**Work required**
Starting at the first line of the data below, write out each line exactly until you reach the line containing "pub struct CatalogEntry", and include that line too.

**Data listing**
● ● ● ●

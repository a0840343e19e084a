//! Core data models for the duplicate engine.
//!
//! This module contains the catalog projection consumed by the engine, the
//! per-field verdicts, duplicate groups, and the per-scan statistics object.

use rustc_hash::{FxHashMap, FxHashSet};
use serde::Serialize;
use std::cmp::Ordering;
use std::fmt;

use crate::error::{EngineError, Result};

// ============================================================================
// Catalog Models
// ============================================================================

/// Read-only projection of one catalog row.
///
/// Missing text metadata is an empty string; callers substitute "" before
/// handing entries to the engine.
#[derive(Clone, Debug, Default, PartialEq, Serialize)]
pub struct CatalogEntry {
    pub key: String, // Stable identity: file path or row id
    pub title: String,
    pub artist: String,
    pub album: String,
    pub track_number: Option<u32>,
    pub duration_secs: Option<f64>,
    pub bitrate_kbps: Option<u32>, // Only used to rank which copy to keep
}

impl CatalogEntry {
    pub fn new(
        key: impl Into<String>,
        title: impl Into<String>,
        artist: impl Into<String>,
        album: impl Into<String>,
    ) -> Self {
        Self {
            key: key.into(),
            title: title.into(),
            artist: artist.into(),
            album: album.into(),
            ..Self::default()
        }
    }

    pub fn with_duration(mut self, secs: f64) -> Self {
        self.duration_secs = Some(secs);
        self
    }

    pub fn with_track_number(mut self, number: u32) -> Self {
        self.track_number = Some(number);
        self
    }

    pub fn with_bitrate(mut self, kbps: u32) -> Self {
        self.bitrate_kbps = Some(kbps);
        self
    }

    /// Duration usable for comparison (present and positive).
    pub fn known_duration(&self) -> Option<f64> {
        self.duration_secs.and_then(usable_duration)
    }
}

/// `secs` when it is finite and positive.
pub fn usable_duration(secs: f64) -> Option<f64> {
    (secs.is_finite() && secs > 0.0).then_some(secs)
}

/// Reject runs with empty or repeated identity keys.
///
/// Every corrupt entry is reported through the error rather than skipped.
pub fn validate_entries(entries: &[CatalogEntry]) -> Result<()> {
    let mut counts: FxHashMap<&str, usize> = FxHashMap::default();
    for (index, entry) in entries.iter().enumerate() {
        if entry.key.trim().is_empty() {
            return Err(EngineError::MissingIdentityKey { index });
        }
        *counts.entry(entry.key.as_str()).or_default() += 1;
    }

    if let Some((key, count)) = counts
        .into_iter()
        .filter(|(_, count)| *count > 1)
        .min_by(|a, b| a.0.cmp(b.0))
    {
        return Err(EngineError::DuplicateIdentityKey {
            key: key.to_string(),
            count,
        });
    }

    Ok(())
}

// ============================================================================
// Field Verdicts
// ============================================================================

/// The four counted fields.
#[derive(Debug, Clone, Copy, PartialEq, Eq, Hash, Serialize)]
pub enum Field {
    Title,
    Artist,
    Album,
    Duration,
}

impl Field {
    pub fn label(self) -> &'static str {
        match self {
            Field::Title => "Title",
            Field::Artist => "Artist",
            Field::Album => "Album",
            Field::Duration => "Duration",
        }
    }
}

#[derive(Debug, Clone, Copy, PartialEq, Serialize)]
pub enum FieldOutcome {
    /// String field compared by percent similarity
    Scored {
        similarity: u8,
        threshold: u8,
        passed: bool,
    },
    /// Durations compared against the larger of the two tolerances
    Duration {
        diff_secs: f64,
        allowed_secs: f64,
        passed: bool,
    },
    /// Unknown on at least one side; neither pass nor fail
    Excluded,
}

/// Ephemeral outcome of comparing one field between two entries.
#[derive(Debug, Clone, Copy, PartialEq, Serialize)]
pub struct FieldVerdict {
    pub field: Field,
    pub outcome: FieldOutcome,
}

impl FieldVerdict {
    pub fn is_evaluated(&self) -> bool {
        !matches!(self.outcome, FieldOutcome::Excluded)
    }

    pub fn passed(&self) -> bool {
        match self.outcome {
            FieldOutcome::Scored { passed, .. } | FieldOutcome::Duration { passed, .. } => passed,
            FieldOutcome::Excluded => false,
        }
    }
}

// ============================================================================
// Duplicate Groups
// ============================================================================

/// Entries transitively connected by passing pairwise verdicts.
///
/// `id` is the smallest catalog index in the component, so an updated group
/// streamed later keeps the id of its oldest member.
#[derive(Debug, Clone, PartialEq, Eq, Serialize)]
pub struct DuplicateGroup {
    pub id: usize,
    pub members: Vec<String>,
}

impl DuplicateGroup {
    pub fn len(&self) -> usize {
        self.members.len()
    }

    pub fn is_empty(&self) -> bool {
        self.members.is_empty()
    }

    /// Pick the copy to keep: highest bitrate, then longest duration,
    /// then the smallest identity key.
    pub fn keeper<'a>(&self, entries: &'a [CatalogEntry]) -> Option<&'a CatalogEntry> {
        let members: FxHashSet<&str> = self.members.iter().map(String::as_str).collect();
        entries
            .iter()
            .filter(|e| members.contains(e.key.as_str()))
            .max_by(|a, b| {
                a.bitrate_kbps
                    .unwrap_or(0)
                    .cmp(&b.bitrate_kbps.unwrap_or(0))
                    .then_with(|| {
                        a.known_duration()
                            .unwrap_or(0.0)
                            .partial_cmp(&b.known_duration().unwrap_or(0.0))
                            .unwrap_or(Ordering::Equal)
                    })
                    // Reversed so the smaller key wins the max
                    .then_with(|| b.key.cmp(&a.key))
            })
    }
}

impl fmt::Display for DuplicateGroup {
    fn fmt(&self, f: &mut fmt::Formatter<'_>) -> fmt::Result {
        write!(f, "group #{} ({} entries)", self.id, self.members.len())
    }
}

// ============================================================================
// Statistics
// ============================================================================

/// Per-scan counters, owned by the caller of one scan.
#[derive(Default, Debug, Clone, Serialize)]
pub struct ScanStats {
    pub entries: usize,
    pub candidate_pairs: usize,
    pub pairs_compared: usize,
    pub pairs_vetoed: usize,
    pub matching_pairs: usize,
    pub groups: usize,
    pub grouped_entries: usize,
    pub exhaustive: bool,
    pub store_fallback: bool,
    pub elapsed_seconds: f64,
}

impl ScanStats {
    /// Fraction of the full n(n-1)/2 pair space that blocking kept, in percent.
    pub fn reduction_rate(&self) -> f64 {
        let full = self.entries.saturating_mul(self.entries.saturating_sub(1)) / 2;
        if full == 0 {
            0.0
        } else {
            100.0 * self.candidate_pairs as f64 / full as f64
        }
    }

    /// Merge counters from a worker's partial stats.
    pub fn absorb(&mut self, other: &ScanStats) {
        self.candidate_pairs += other.candidate_pairs;
        self.pairs_compared += other.pairs_compared;
        self.pairs_vetoed += other.pairs_vetoed;
        self.matching_pairs += other.matching_pairs;
    }

    /// Log stats at debug level in JSON format
    pub fn log_phase(&self, phase: &str) {
        if let Ok(json) = serde_json::to_string(self) {
            tracing::debug!(phase, stats = %json, "scan statistics");
        }
    }
}

#[cfg(test)]
mod tests {
    use super::*;

    #[test]
    fn test_validate_entries_missing_key() {
        let entries = vec![
            CatalogEntry::new("a.mp3", "Song", "Artist", ""),
            CatalogEntry::new("  ", "Song", "Artist", ""),
        ];
        match validate_entries(&entries) {
            Err(EngineError::MissingIdentityKey { index }) => assert_eq!(index, 1),
            other => panic!("unexpected: {:?}", other),
        }
    }

    #[test]
    fn test_validate_entries_duplicate_key() {
        let entries = vec![
            CatalogEntry::new("a.mp3", "Song", "Artist", ""),
            CatalogEntry::new("b.mp3", "Song", "Artist", ""),
            CatalogEntry::new("a.mp3", "Other", "Artist", ""),
        ];
        match validate_entries(&entries) {
            Err(EngineError::DuplicateIdentityKey { key, count }) => {
                assert_eq!(key, "a.mp3");
                assert_eq!(count, 2);
            }
            other => panic!("unexpected: {:?}", other),
        }
    }

    #[test]
    fn test_known_duration_filters_zero() {
        let e = CatalogEntry::new("a", "t", "a", "").with_duration(0.0);
        assert_eq!(e.known_duration(), None);
        let e = CatalogEntry::new("a", "t", "a", "").with_duration(201.5);
        assert_eq!(e.known_duration(), Some(201.5));
    }

    #[test]
    fn test_keeper_prefers_bitrate_then_duration_then_key() {
        let entries = vec![
            CatalogEntry::new("c.mp3", "Song", "A", "").with_bitrate(320).with_duration(200.0),
            CatalogEntry::new("b.mp3", "Song", "A", "").with_bitrate(320).with_duration(200.0),
            CatalogEntry::new("a.mp3", "Song", "A", "").with_bitrate(128).with_duration(210.0),
            CatalogEntry::new("z.mp3", "Song", "A", "").with_bitrate(999),
        ];
        let group = DuplicateGroup {
            id: 0,
            members: vec!["c.mp3".into(), "b.mp3".into(), "a.mp3".into()],
        };
        assert_eq!(group.keeper(&entries).unwrap().key, "b.mp3");
    }

    #[test]
    fn test_reduction_rate() {
        let stats = ScanStats {
            entries: 5,
            candidate_pairs: 5,
            ..ScanStats::default()
        };
        assert!((stats.reduction_rate() - 50.0).abs() < 1e-9);
        assert_eq!(ScanStats::default().reduction_rate(), 0.0);
    }
}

● ● ● ●

**Response area**
repository a0840343e19e084a
//! Core data models for the duplicate engine.
//!
//! This module contains the catalog projection consumed by the engine, the
//! per-field verdicts, duplicate groups, and the per-scan statistics object.

use rustc_hash::{FxHashMap, FxHashSet};
use serde::Serialize;
use std::cmp::Ordering;
use std::fmt;

use crate::error::{EngineError, Result};

// ============================================================================
// Catalog Models
// ============================================================================

/// Read-only projection of one catalog row.
///
/// Missing text metadata is an empty string; callers substitute "" before
/// handing entries to the engine.
#[derive(Clone, Debug, Default, PartialEq, Serialize)]
pub struct CatalogEntry {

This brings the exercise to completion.